EXERCISE DIRECTIONS.
Answer with a number only: how many lines of the entries below contain the word "workoutName"?

(Dataset items)
• • • • •
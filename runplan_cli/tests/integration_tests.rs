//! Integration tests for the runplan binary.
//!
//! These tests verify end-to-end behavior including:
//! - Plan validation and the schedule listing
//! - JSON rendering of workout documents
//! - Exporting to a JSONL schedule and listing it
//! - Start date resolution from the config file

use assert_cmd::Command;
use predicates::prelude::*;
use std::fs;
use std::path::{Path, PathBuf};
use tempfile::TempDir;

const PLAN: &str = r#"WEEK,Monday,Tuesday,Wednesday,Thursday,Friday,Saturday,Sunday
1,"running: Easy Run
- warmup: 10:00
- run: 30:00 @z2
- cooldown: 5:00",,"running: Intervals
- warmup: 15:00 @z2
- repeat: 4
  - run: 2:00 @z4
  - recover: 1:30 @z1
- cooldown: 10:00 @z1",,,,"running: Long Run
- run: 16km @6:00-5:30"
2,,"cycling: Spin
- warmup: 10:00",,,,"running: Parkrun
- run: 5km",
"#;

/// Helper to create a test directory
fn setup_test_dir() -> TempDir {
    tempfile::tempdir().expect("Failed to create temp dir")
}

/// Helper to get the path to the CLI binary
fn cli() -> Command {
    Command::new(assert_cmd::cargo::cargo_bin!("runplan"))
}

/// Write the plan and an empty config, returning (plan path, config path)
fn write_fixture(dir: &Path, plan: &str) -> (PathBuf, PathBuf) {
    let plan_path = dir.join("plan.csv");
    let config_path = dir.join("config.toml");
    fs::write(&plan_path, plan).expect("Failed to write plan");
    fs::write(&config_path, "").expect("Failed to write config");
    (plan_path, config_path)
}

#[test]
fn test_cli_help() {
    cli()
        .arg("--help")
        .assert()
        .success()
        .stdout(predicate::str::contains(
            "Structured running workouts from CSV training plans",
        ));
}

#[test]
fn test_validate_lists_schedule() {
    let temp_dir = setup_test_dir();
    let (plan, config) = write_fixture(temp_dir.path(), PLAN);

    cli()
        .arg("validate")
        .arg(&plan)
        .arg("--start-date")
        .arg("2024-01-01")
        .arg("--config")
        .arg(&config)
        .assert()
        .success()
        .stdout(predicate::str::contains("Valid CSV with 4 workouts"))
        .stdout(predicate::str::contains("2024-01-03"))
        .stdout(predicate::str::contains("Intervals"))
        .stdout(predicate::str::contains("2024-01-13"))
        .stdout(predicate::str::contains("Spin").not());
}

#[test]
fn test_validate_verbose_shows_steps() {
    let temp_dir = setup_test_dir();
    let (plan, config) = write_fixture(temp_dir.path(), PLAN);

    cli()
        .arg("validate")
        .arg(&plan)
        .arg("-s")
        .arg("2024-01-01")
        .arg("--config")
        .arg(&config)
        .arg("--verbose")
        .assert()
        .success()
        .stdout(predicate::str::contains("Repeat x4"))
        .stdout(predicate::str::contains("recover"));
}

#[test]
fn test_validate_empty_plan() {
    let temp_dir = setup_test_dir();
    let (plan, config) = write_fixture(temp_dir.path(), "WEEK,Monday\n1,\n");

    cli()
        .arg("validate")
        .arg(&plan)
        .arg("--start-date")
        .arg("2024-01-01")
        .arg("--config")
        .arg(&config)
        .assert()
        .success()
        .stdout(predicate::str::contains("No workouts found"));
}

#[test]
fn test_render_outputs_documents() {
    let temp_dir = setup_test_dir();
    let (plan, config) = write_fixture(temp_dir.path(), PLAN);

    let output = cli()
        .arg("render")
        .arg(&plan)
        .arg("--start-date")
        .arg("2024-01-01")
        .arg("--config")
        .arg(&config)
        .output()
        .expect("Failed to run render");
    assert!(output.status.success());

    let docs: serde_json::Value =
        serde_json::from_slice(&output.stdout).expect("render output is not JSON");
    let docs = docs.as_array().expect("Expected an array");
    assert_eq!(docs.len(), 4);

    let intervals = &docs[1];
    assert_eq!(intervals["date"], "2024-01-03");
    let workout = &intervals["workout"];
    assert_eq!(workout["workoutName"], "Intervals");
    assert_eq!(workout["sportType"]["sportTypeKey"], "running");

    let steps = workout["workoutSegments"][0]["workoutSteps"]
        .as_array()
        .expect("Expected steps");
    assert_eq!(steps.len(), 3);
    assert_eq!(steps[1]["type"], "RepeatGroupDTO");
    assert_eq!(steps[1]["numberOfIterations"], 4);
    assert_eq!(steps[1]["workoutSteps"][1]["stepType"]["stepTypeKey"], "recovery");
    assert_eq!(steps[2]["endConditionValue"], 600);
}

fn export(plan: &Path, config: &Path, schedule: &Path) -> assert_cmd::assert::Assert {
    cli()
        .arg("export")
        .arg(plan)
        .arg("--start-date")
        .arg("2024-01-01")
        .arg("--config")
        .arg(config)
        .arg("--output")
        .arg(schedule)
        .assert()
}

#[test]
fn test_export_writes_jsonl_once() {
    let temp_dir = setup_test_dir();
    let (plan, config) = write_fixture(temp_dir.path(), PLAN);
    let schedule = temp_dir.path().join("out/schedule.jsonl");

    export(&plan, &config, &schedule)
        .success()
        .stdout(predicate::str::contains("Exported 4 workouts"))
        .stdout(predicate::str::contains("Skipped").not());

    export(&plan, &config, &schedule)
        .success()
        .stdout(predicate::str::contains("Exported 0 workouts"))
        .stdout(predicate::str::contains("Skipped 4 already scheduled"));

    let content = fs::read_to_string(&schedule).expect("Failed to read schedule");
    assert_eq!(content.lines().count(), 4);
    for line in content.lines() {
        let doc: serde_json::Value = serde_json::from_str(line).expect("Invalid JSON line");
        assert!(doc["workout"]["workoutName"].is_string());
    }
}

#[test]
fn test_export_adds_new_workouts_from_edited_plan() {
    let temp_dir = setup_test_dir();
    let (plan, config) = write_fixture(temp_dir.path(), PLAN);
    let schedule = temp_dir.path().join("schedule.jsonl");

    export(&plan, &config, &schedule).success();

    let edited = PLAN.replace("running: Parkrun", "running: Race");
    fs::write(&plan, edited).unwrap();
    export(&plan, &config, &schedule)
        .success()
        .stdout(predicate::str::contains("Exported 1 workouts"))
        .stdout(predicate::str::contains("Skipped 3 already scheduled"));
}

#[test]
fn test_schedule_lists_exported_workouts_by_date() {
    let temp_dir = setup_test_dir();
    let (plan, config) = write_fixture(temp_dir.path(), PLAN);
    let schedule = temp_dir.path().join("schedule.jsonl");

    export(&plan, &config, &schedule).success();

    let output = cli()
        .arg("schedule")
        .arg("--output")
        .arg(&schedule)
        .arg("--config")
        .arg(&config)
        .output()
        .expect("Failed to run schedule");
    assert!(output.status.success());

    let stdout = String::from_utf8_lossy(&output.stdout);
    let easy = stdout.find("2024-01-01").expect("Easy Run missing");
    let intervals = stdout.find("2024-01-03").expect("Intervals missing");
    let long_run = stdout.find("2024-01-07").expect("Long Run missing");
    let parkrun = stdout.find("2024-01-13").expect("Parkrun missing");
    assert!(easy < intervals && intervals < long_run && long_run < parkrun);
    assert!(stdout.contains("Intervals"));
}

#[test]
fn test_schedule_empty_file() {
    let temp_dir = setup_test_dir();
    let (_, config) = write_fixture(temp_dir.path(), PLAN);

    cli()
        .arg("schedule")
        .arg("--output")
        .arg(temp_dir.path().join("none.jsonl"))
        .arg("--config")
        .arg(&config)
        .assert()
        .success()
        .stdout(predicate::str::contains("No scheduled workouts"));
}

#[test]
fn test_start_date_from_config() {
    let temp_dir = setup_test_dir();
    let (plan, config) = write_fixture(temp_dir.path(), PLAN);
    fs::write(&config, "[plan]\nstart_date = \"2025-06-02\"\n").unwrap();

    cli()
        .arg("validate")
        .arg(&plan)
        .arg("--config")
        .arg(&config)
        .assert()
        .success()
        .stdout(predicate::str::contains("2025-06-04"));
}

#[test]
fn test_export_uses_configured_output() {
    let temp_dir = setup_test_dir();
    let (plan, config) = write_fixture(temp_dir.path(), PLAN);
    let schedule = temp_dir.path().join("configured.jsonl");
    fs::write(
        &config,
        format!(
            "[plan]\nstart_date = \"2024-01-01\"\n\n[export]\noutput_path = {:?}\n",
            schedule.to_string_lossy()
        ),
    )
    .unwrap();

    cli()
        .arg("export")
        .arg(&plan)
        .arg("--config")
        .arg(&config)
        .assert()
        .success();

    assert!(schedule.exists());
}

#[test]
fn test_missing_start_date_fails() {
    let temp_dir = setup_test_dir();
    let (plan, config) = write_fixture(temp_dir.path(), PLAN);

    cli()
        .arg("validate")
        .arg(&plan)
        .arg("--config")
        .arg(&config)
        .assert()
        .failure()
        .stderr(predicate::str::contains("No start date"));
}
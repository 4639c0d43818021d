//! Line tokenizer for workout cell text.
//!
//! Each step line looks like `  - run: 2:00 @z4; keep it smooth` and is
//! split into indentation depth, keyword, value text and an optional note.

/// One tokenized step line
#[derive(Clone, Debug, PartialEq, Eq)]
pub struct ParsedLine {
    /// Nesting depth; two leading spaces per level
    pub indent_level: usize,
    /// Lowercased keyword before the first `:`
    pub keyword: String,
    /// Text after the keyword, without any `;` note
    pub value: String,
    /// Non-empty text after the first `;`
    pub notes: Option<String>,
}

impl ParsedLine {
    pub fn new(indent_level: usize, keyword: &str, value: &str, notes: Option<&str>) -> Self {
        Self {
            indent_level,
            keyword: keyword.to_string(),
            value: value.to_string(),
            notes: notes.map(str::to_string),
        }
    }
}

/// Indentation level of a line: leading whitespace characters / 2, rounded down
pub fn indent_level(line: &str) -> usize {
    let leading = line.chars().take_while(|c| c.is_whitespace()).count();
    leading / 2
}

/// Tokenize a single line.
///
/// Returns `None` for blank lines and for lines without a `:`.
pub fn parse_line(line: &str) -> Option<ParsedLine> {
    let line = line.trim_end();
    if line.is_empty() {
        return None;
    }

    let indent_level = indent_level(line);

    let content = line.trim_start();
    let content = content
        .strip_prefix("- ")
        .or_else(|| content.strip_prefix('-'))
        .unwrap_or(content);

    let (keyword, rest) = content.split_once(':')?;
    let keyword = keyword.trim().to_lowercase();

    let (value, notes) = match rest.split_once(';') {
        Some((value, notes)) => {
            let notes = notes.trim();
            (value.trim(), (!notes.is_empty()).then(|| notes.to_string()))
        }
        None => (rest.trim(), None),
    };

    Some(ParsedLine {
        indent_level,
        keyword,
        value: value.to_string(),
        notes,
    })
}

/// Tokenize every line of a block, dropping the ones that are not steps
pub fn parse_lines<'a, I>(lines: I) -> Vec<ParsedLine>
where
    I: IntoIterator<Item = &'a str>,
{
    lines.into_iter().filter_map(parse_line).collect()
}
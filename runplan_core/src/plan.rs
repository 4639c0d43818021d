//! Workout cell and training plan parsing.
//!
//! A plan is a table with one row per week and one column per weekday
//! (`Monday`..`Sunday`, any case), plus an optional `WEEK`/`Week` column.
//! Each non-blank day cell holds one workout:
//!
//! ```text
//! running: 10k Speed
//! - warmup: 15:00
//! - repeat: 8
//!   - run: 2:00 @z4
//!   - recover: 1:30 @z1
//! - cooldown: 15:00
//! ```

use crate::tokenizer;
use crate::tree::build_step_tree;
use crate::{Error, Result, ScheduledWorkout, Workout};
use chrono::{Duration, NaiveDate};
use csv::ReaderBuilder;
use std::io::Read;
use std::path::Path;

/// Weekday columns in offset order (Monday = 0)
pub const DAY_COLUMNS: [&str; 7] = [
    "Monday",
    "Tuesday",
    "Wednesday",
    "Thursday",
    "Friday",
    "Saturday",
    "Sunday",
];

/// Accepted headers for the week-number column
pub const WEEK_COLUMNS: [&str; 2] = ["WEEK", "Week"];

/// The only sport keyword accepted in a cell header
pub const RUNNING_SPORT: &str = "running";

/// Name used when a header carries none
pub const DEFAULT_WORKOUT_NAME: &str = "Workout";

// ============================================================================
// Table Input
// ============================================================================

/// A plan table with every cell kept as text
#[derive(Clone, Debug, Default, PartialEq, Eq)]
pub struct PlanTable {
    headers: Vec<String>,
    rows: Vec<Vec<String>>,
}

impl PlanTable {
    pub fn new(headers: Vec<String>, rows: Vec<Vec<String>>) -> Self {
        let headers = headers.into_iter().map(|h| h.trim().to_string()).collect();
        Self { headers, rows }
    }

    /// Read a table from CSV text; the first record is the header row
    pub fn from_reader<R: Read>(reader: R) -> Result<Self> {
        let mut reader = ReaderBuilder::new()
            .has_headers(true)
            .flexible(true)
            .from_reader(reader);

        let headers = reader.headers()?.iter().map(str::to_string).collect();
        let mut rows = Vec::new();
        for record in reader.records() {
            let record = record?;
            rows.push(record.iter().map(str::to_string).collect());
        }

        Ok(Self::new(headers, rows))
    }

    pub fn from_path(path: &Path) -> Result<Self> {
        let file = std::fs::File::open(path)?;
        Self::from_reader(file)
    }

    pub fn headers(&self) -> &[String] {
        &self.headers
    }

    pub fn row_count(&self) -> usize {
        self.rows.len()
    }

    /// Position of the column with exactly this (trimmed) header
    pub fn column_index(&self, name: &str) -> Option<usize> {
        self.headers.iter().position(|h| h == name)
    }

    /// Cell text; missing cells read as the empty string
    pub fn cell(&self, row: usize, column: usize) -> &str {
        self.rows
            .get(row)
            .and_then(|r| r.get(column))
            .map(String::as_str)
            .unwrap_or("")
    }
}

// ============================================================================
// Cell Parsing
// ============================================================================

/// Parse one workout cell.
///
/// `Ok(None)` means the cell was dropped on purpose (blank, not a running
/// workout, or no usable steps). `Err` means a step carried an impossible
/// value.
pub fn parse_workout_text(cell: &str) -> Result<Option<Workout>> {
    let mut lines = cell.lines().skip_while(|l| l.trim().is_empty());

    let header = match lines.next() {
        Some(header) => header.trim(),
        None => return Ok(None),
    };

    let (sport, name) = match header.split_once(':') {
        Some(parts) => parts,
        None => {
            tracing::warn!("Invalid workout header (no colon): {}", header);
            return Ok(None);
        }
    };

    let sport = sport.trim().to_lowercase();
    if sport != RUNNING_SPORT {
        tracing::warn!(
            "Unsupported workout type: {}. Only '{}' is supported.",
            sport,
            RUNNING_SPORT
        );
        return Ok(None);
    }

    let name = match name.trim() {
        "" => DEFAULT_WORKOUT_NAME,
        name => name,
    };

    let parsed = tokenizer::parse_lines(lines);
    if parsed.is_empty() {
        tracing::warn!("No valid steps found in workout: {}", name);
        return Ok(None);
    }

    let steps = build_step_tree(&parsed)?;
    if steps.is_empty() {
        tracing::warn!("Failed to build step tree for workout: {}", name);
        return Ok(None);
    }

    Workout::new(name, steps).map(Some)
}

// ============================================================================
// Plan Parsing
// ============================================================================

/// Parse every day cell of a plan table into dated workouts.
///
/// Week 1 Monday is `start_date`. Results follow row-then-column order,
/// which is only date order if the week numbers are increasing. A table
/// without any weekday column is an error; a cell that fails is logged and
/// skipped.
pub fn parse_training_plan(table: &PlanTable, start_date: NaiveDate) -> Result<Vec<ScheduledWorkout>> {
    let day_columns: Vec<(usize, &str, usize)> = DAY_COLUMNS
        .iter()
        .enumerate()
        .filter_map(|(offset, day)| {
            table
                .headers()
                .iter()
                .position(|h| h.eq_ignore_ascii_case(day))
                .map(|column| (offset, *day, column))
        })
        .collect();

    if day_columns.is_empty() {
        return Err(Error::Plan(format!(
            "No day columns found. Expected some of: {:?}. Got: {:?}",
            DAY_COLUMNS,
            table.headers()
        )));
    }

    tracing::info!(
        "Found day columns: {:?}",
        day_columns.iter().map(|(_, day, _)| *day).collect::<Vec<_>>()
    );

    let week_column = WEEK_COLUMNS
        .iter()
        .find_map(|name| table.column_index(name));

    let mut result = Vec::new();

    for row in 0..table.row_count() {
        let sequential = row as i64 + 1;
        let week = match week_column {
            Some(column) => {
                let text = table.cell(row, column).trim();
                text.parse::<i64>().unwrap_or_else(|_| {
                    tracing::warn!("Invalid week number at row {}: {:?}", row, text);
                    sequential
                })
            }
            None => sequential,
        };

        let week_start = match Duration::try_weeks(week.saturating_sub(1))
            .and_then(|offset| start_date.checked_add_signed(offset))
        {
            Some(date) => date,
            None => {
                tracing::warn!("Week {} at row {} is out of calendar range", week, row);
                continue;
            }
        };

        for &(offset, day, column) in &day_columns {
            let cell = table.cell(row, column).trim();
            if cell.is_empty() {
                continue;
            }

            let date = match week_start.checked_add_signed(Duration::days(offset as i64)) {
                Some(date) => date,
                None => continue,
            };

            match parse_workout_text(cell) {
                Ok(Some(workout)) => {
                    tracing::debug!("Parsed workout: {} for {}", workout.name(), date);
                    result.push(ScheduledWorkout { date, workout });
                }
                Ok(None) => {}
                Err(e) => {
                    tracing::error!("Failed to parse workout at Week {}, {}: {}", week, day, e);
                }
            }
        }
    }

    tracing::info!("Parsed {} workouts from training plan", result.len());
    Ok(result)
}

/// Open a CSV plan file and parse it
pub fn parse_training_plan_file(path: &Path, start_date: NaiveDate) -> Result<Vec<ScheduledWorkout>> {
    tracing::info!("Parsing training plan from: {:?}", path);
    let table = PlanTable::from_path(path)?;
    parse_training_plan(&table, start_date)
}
• • • • •
RESPONSE.
2